Additionally, levels of sST2 were reported to be associated with an increased risk of type 2 diabetes compared to non-diabetic controls [7,8]. Furthermore, levels of sST2 where shown to increase in the presence of left ventricular diastolic dysfunction in diabetic patients [8]. High circulating levels of sST2 also correlate with an increase in fasting plasma glucose [9].
In this regard, another study could show that sST2 levels were predominantly linked to markers associated with diabetes such as insulin resistance or ectopic fat, thus speculating about a potential involvement in inflammatory processes involved in the development of type 2 diabetes [10]. Similarly, Zheyda et al. reported elevated sST2 levels in obese patients, indicating a lower amount of IL-33-mediated beneficial effects in these individuals [11]. Of note, a correlation of sST2 and carotid intima media thickness was reported in a former study [12].
Accordingly, high circulating levels of sST2 were correlated with increased CVD mortality in patients with type 2 diabetes [9]. Jha et al. observed a prognostic impact of sST2 in diabetic patients suffering from ACS [13]. In a study by Alonso et al., sST2 was shown to be independently associated with both all-cause and cardiovascular mortality in diabetes mellitus [14].
The observed correlations between sST2 and diabetes mellitus are assumed to be mainly mediated through its ligand IL-33. IL-33 is involved in the regulation of white adipose tissue (WAT) predominantly mediated via type 2 innate lymphoid cells (ILC2), thereby also increasing caloric expenditure [15]. WAT homeostasis is believed to be disturbed as a consequence of an increase in sST2 and a corresponding decrease of IL-33, promoting a pro-inflammatory state, obesity and thus insulin resistance (IR) and diabetes mellitus.

1.2. H-FABP

Heart-type fatty acid binding protein (H-FABP) is a well-known member of a group of proteins (FABPs), which are involved in lipid metabolism and energy homeostasis [16]. H-FABP is found in striated muscle cells and is released to the systemic circulation as a consequence of myocardial damage [17]. Several studies found a correlation of H-FABP levels and myocardial apoptosis and decreased cell proliferation [18,19]. Regarding acute cardiovascular events, investigations have shown that H-FABP is an early indicator of myocardial infarction, as well as right heart strain due to pulmonary embolism, for which the 2019 ESC guidelines recommend it as a tool for risk stratification [20,21,22]. It may also serve as a marker for heart failure due to transient plasma level increases in relation to myocardial “wounding”, even after short periods of cardiac wall stress [23,24,25]. Niizeki et al. showed that H-FABP combined with BNP can be used as a reliable tool for risk stratification in hospitalized patients suffering from chronic heart failure.
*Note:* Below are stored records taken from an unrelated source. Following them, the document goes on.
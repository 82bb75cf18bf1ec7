// Postgres LISTEN/NOTIFY change feed
//
// The notifications trigger publishes a small signal (op, id, user_id) for every
// row change on NOTIFY_CHANNEL. Each subscription holds its own listener
// connection, keeps the signals owned by its principal and loads inserted or
// updated rows by id before forwarding them as core change events. The feed
// ends when the connection drops, since signals sent while disconnected are lost.

use async_trait::async_trait;
use cellarclub_core::{ChangeEvent, ChangeFeed, Notification, StoreError, Subscription};
use serde::Deserialize;
use sqlx::postgres::PgListener;
use tokio::sync::mpsc;
use tokio_util::sync::CancellationToken;
use tracing::{debug, warn};
use uuid::Uuid;

use crate::notification_store::store_error;
use crate::repositories::Database;

/// Channel the notifications trigger publishes on (see migrations)
pub const NOTIFY_CHANNEL: &str = "notification_changes";

#[derive(Debug, Clone, Copy, PartialEq, Eq, Deserialize)]
#[serde(rename_all = "lowercase")]
pub enum ChangeOp {
    Insert,
    Update,
    Delete,
}

/// Payload of one trigger notification
#[derive(Debug, Clone, Copy, PartialEq, Eq, Deserialize)]
pub struct ChangeSignal {
    pub op: ChangeOp,
    pub id: Uuid,
    pub user_id: Uuid,
}

/// Decode one notify payload
pub fn parse_signal(payload: &str) -> Result<ChangeSignal, StoreError> {
    serde_json::from_str(payload).map_err(|e| StoreError::Serialization(e.to_string()))
}

// ============================================================================
// PgChangeFeed
// ============================================================================

#[derive(Clone)]
pub struct PgChangeFeed {
    db: Database,
    buffer: usize,
}

impl PgChangeFeed {
    pub fn new(db: Database) -> Self {
        Self { db, buffer: 256 }
    }

    /// Events buffered per subscription before the forwarder waits
    pub fn with_buffer(mut self, buffer: usize) -> Self {
        self.buffer = buffer.max(1);
        self
    }
}

#[async_trait]
impl ChangeFeed for PgChangeFeed {
    async fn subscribe(&self, user_id: Uuid) -> Result<Subscription, StoreError> {
        let mut listener = PgListener::connect_with(self.db.pool())
            .await
            .map_err(|e| store_error(e.into()))?;
        listener
            .listen(NOTIFY_CHANNEL)
            .await
            .map_err(|e| store_error(e.into()))?;

        let (tx, rx) = mpsc::channel(self.buffer);
        let cancel = CancellationToken::new();
        tokio::spawn(forward(
            listener,
            self.db.clone(),
            user_id,
            tx,
            cancel.clone(),
        ));

        debug!(user_id = %user_id, channel = NOTIFY_CHANNEL, "Change feed subscribed");
        Ok(Subscription::new(user_id, rx, cancel))
    }
}

enum Resolved {
    Event(ChangeEvent),
    /// Row deleted before it could be loaded; its delete signal follows
    Gone,
}

/// Turn a signal into the change event the listener folds
async fn resolve(db: &Database, signal: ChangeSignal) -> Result<Resolved, StoreError> {
    let record = match signal.op {
        ChangeOp::Delete => {
            return Ok(Resolved::Event(ChangeEvent::Delete {
                id: signal.id,
                user_id: signal.user_id,
            }))
        }
        ChangeOp::Insert | ChangeOp::Update => {
            match db
                .get_notification(signal.user_id, signal.id)
                .await
                .map_err(store_error)?
            {
                Some(row) => Notification::from(row),
                None => return Ok(Resolved::Gone),
            }
        }
    };

    Ok(Resolved::Event(match signal.op {
        ChangeOp::Insert => ChangeEvent::Insert { record },
        _ => ChangeEvent::Update { record },
    }))
}

async fn forward(
    mut listener: PgListener,
    db: Database,
    user_id: Uuid,
    tx: mpsc::Sender<ChangeEvent>,
    cancel: CancellationToken,
) {
    loop {
        let received = tokio::select! {
            biased;
            _ = cancel.cancelled() => break,
            _ = tx.closed() => break,
            received = listener.try_recv() => received,
        };

        let notification = match received {
            Ok(Some(notification)) => notification,
            Ok(None) => {
                warn!(user_id = %user_id, "Change feed connection lost, ending feed");
                break;
            }
            Err(e) => {
                warn!(user_id = %user_id, error = %e, "Change feed receive failed, ending feed");
                break;
            }
        };

        let signal = match parse_signal(notification.payload()) {
            Ok(signal) => signal,
            Err(e) => {
                warn!(error = %e, "Skipping undecodable change payload");
                continue;
            }
        };
        if signal.user_id != user_id {
            continue;
        }

        let resolved = tokio::select! {
            biased;
            _ = cancel.cancelled() => break,
            resolved = resolve(&db, signal) => resolved,
        };
        let event = match resolved {
            Ok(Resolved::Event(event)) => event,
            Ok(Resolved::Gone) => {
                debug!(user_id = %user_id, id = %signal.id, "Changed notification already deleted");
                continue;
            }
            Err(e) => {
                // Ending the feed reports the session as no longer realtime
                warn!(user_id = %user_id, id = %signal.id, error = %e, "Change feed row load failed, ending feed");
                break;
            }
        };

        tokio::select! {
            biased;
            _ = cancel.cancelled() => break,
            sent = tx.send(event) => {
                if sent.is_err() {
                    break;
                }
            }
        }
    }
    debug!(user_id = %user_id, "Change feed forwarder stopped");
}

#[cfg(test)]
mod tests {
    use super::*;

    const SIGNAL_MIGRATION: &str =
        include_str!("../migrations/20250315000000_notification_change_signal.sql");

    #[test]
    fn test_parse_signal_from_trigger() {
        // Shape produced by json_build_object('op', lower(TG_OP), 'id', ..., 'user_id', ...)
        let payload = r#"{"op" : "insert", "id" : "0195a1b2-c3d4-7e5f-8a9b-0c1d2e3f4a5b", "user_id" : "0195a1b2-0000-7000-8000-000000000001"}"#;

        let signal = parse_signal(payload).unwrap();
        assert_eq!(signal.op, ChangeOp::Insert);
        assert_eq!(
            signal.id,
            "0195a1b2-c3d4-7e5f-8a9b-0c1d2e3f4a5b".parse::<Uuid>().unwrap()
        );
        assert_eq!(
            signal.user_id,
            "0195a1b2-0000-7000-8000-000000000001".parse::<Uuid>().unwrap()
        );

        let delete = r#"{"op":"delete","id":"0195a1b2-c3d4-7e5f-8a9b-0c1d2e3f4a5b","user_id":"0195a1b2-0000-7000-8000-000000000001"}"#;
        assert_eq!(parse_signal(delete).unwrap().op, ChangeOp::Delete);
    }

    #[test]
    fn test_parse_garbage_is_serialization_error() {
        assert!(matches!(
            parse_signal(r#"{"op":"truncate"}"#),
            Err(StoreError::Serialization(_))
        ));
        assert!(matches!(
            parse_signal(r#"{"op":"insert","id":"not-a-uuid","user_id":"x"}"#),
            Err(StoreError::Serialization(_))
        ));
    }

    #[test]
    fn test_trigger_publishes_on_listened_channel() {
        assert!(SIGNAL_MIGRATION.contains(&format!("pg_notify(\n        '{}'", NOTIFY_CHANNEL)));
    }

    #[test]
    fn test_trigger_payload_does_not_carry_row_contents() {
        // Row contents are unbounded; pg_notify payloads are not
        assert!(!SIGNAL_MIGRATION.contains("row_to_json"));
        assert!(SIGNAL_MIGRATION.contains("'op', lower(TG_OP), 'id', changed.id, 'user_id', changed.user_id"));
    }
}
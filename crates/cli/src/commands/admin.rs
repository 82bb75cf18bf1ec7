// Admin commands - produce notifications and maintain the table

use anyhow::{bail, Result};
use cellarclub_core::{Notification, NotificationDraft, NotificationType};
use clap::Args;
use serde::Serialize;
use uuid::Uuid;

use crate::context::Context;
use crate::output::{print_field, print_table_header, print_table_row, OutputFormat};

#[derive(Debug, Args)]
pub struct SendArgs {
    /// Notification type (general, order_status, new_event, bonus_reminder)
    #[arg(long = "type", default_value = "general")]
    pub notification_type: String,

    /// Title
    #[arg(long)]
    pub title: String,

    /// Message body
    #[arg(long)]
    pub message: String,

    /// Related order, event or bonus ID
    #[arg(long)]
    pub related: Option<Uuid>,

    /// Recipients (repeatable)
    #[arg(long = "to", conflicts_with = "all")]
    pub to: Vec<Uuid>,

    /// Send to every approved member
    #[arg(long)]
    pub all: bool,
}

#[derive(Debug, Serialize)]
struct SendResult {
    sent: usize,
    notifications: Vec<Notification>,
}

#[derive(Debug, Serialize)]
struct CountResult {
    count: u64,
}

fn parse_type(value: &str) -> Result<NotificationType> {
    NotificationType::ALL
        .into_iter()
        .find(|t| t.as_str() == value)
        .ok_or_else(|| anyhow::anyhow!("unknown notification type: {}", value))
}

pub async fn send(ctx: &Context, output: OutputFormat, quiet: bool, args: SendArgs) -> Result<()> {
    if !args.all && args.to.is_empty() {
        bail!("pass --to <USER_ID> or --all");
    }
    let mut draft = NotificationDraft::new(parse_type(&args.notification_type)?, args.title, args.message);
    if let Some(related) = args.related {
        draft = draft.with_related(related);
    }

    let publisher = ctx.publisher();
    let notifications = if args.all {
        publisher.send_to_all_members(&draft).await?
    } else {
        publisher.send_to_users(&draft, &args.to).await?
    };
    let result = SendResult {
        sent: notifications.len(),
        notifications,
    };

    if output.is_text() {
        if quiet {
            println!("{}", result.sent);
            return Ok(());
        }
        println!("Sent {} notifications", result.sent);
        if !result.notifications.is_empty() {
            print_table_header(&[("ID", 36), ("USER", 36)]);
            for n in &result.notifications {
                print_table_row(&[(&n.id.to_string(), 36), (&n.user_id.to_string(), 36)]);
            }
        }
    } else {
        output.print_value(&result)?;
    }
    Ok(())
}

fn print_count(output: OutputFormat, count: u64, text: String) -> Result<()> {
    if output.is_text() {
        println!("{}", text);
        Ok(())
    } else {
        output.print_value(&CountResult { count })
    }
}

pub async fn event(ctx: &Context, output: OutputFormat, title: String, date: String) -> Result<()> {
    let sent = ctx.publisher().notify_new_event(&title, &date).await?;
    print_count(
        output,
        sent as u64,
        format!("Announced \"{}\" to {} members", title, sent),
    )
}

pub async fn remind(ctx: &Context, output: OutputFormat, month: u32, year: i32) -> Result<()> {
    let sent = ctx.publisher().notify_bonus_reminder(month, year).await?;
    let text = if sent == 0 {
        format!("No reminders sent for {}/{}", month, year)
    } else {
        format!("Reminded {} members", sent)
    };
    print_count(output, sent as u64, text)
}

pub async fn prune(ctx: &Context, output: OutputFormat, days: Option<u32>) -> Result<()> {
    let days = days.unwrap_or(ctx.config.retention_days);
    let deleted = ctx.publisher().prune_expired(days).await?;
    if output.is_text() {
        print_field("Retention", &format!("{} days", days));
    }
    print_count(
        output,
        deleted,
        format!("Deleted {} expired notifications", deleted),
    )
}

pub async fn migrate(ctx: &Context, quiet: bool) -> Result<()> {
    ctx.db.migrate().await?;
    if !quiet {
        println!("Migrations applied");
    }
    Ok(())
}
The study did not find a strong correlation between the two markers, demonstrating the different pathophysiological processes, with H-FABP being a result of myocardial damage and BNP a consequence of increased wall strain [26]. Several investigations have shown a prognostic value for the use of H-FABP when it was used to predict adverse events and outcome in patients with heart failure [27,28,29,30]. Thus, H-FABP seems not only to be eligible for use as a marker for subclinical myocardial damage, but also as a tool for guidance of clinical management of heart failure and estimation of outcome [30].

1.3. GDF-15 (Growth Differantiation Factor 15)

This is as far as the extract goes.